→ Extracted material:
=====

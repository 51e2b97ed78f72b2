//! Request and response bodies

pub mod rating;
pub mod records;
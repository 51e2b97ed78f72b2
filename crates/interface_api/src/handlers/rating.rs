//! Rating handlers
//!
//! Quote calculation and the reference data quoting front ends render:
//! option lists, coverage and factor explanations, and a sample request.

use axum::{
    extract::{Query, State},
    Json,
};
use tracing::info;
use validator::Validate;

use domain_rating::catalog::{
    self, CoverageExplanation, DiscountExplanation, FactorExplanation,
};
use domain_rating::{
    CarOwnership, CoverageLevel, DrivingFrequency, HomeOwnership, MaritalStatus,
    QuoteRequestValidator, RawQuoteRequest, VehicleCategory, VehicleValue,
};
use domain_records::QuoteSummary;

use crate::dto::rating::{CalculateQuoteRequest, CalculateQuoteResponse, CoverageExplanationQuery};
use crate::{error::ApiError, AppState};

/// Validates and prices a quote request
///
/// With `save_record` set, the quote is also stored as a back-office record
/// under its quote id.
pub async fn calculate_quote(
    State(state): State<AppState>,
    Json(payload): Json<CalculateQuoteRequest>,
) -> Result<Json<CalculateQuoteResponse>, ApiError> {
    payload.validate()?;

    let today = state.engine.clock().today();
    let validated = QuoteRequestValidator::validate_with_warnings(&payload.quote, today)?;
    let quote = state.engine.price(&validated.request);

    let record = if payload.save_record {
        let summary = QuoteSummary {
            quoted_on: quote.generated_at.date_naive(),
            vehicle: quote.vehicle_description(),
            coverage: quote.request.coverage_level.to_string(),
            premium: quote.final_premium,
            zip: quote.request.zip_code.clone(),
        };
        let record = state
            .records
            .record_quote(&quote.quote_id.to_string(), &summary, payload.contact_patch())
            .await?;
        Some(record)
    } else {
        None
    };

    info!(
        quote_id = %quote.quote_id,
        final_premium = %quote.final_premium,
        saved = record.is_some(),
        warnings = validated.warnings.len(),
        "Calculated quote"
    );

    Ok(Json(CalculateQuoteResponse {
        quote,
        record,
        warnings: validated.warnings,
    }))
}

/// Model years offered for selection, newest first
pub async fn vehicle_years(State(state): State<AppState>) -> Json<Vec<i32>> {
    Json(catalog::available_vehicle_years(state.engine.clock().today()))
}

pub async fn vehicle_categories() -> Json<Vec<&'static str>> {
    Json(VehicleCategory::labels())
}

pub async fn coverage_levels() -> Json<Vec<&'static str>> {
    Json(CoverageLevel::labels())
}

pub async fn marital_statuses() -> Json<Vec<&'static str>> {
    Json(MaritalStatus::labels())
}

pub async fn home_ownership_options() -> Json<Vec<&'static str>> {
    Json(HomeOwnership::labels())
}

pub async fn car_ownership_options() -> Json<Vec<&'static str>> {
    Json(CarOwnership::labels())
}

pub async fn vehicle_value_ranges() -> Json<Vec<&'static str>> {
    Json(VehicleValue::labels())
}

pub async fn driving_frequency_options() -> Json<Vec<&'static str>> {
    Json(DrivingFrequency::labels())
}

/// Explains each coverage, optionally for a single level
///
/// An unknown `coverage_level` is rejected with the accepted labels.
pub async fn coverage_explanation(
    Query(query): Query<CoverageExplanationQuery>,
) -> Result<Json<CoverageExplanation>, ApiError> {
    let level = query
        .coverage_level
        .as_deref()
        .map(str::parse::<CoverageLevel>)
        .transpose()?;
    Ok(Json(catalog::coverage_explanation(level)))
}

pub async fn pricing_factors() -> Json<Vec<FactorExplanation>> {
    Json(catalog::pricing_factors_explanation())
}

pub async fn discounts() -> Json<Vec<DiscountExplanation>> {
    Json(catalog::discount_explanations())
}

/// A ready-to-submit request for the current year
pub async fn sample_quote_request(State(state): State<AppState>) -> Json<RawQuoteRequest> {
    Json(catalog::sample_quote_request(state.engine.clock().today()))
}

=====

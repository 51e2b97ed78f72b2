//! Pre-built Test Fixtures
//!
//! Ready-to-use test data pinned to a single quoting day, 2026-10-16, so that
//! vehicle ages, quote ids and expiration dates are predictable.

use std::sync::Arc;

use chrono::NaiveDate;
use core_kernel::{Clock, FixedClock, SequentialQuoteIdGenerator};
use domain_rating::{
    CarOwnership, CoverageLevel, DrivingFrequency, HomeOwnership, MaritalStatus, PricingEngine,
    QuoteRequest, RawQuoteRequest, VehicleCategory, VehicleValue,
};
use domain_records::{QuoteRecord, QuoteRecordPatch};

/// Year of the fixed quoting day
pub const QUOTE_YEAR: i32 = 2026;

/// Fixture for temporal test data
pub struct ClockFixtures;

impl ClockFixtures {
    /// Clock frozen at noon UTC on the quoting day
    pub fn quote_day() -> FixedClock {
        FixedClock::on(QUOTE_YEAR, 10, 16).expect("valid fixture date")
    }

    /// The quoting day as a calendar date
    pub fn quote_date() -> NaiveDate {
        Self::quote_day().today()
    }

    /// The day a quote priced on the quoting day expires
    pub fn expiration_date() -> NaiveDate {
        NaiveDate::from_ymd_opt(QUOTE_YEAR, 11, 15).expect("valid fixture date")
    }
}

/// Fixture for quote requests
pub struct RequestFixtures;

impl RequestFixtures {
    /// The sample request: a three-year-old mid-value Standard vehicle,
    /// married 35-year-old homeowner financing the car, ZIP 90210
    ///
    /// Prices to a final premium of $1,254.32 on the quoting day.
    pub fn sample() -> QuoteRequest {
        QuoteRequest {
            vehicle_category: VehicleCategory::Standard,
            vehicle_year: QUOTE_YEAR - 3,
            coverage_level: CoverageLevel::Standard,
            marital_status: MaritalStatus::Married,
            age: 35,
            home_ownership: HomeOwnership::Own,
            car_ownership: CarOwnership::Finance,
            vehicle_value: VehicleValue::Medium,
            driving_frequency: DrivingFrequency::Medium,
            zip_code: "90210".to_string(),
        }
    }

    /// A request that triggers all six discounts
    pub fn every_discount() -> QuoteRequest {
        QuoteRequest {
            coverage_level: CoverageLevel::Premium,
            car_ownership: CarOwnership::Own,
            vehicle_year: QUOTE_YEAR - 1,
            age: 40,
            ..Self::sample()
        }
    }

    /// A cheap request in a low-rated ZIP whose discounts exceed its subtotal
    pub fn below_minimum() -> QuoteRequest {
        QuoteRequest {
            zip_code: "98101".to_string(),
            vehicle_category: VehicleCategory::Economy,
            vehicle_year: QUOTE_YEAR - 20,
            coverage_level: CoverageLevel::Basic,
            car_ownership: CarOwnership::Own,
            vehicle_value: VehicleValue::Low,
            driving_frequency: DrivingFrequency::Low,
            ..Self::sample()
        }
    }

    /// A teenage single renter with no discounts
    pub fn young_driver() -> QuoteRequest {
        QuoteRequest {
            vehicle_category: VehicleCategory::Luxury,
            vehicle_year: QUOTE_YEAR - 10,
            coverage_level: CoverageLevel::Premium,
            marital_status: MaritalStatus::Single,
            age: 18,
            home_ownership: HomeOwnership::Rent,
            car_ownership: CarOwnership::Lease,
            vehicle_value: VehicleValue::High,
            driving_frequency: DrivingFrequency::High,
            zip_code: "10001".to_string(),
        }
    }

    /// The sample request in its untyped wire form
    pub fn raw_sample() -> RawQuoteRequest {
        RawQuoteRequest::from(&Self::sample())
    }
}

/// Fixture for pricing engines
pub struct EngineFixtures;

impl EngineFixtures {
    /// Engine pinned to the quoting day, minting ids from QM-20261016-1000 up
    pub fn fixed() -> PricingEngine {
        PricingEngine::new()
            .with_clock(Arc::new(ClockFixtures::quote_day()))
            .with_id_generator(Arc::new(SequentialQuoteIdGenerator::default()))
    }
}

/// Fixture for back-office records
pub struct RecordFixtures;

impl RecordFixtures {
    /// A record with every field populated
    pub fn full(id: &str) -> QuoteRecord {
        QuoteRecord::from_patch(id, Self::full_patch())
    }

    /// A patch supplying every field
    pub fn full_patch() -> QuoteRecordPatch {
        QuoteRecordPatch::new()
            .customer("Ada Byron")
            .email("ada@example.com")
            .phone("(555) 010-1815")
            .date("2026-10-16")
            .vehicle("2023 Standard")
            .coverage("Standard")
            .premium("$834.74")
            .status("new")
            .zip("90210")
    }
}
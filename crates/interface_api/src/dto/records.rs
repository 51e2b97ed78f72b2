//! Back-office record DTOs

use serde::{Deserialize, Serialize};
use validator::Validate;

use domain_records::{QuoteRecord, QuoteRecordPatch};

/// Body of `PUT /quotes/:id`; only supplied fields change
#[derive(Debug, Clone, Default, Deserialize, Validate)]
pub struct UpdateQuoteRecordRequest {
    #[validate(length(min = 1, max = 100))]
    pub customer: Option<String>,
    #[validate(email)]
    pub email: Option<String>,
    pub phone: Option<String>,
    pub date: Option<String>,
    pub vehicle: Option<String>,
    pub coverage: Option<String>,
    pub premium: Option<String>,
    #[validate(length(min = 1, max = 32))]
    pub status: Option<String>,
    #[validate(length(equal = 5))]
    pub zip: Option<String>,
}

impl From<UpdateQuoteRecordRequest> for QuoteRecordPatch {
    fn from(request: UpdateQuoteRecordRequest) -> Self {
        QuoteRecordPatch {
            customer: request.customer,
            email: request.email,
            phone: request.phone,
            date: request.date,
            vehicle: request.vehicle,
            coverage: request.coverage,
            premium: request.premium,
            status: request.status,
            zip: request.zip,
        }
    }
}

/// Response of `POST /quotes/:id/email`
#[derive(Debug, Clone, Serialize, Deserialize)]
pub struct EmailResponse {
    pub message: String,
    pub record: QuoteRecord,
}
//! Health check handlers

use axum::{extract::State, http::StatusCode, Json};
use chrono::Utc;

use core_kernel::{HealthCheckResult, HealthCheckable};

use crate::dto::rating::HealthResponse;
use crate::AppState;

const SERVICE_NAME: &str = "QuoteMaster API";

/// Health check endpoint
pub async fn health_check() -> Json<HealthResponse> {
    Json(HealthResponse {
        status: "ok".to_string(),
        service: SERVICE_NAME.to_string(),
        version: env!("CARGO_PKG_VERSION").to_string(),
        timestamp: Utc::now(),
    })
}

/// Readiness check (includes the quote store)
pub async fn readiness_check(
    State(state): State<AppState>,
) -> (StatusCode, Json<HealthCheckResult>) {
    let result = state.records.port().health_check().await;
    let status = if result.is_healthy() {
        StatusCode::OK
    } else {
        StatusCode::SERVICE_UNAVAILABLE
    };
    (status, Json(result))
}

=====

Search the listing above for the word "validated", and copy every line that has it.

→ Task response:
    let validated = QuoteRequestValidator::validate_with_warnings(&payload.quote, today)?;
    let quote = state.engine.price(&validated.request);
        warnings = validated.warnings.len(),
        warnings: validated.warnings,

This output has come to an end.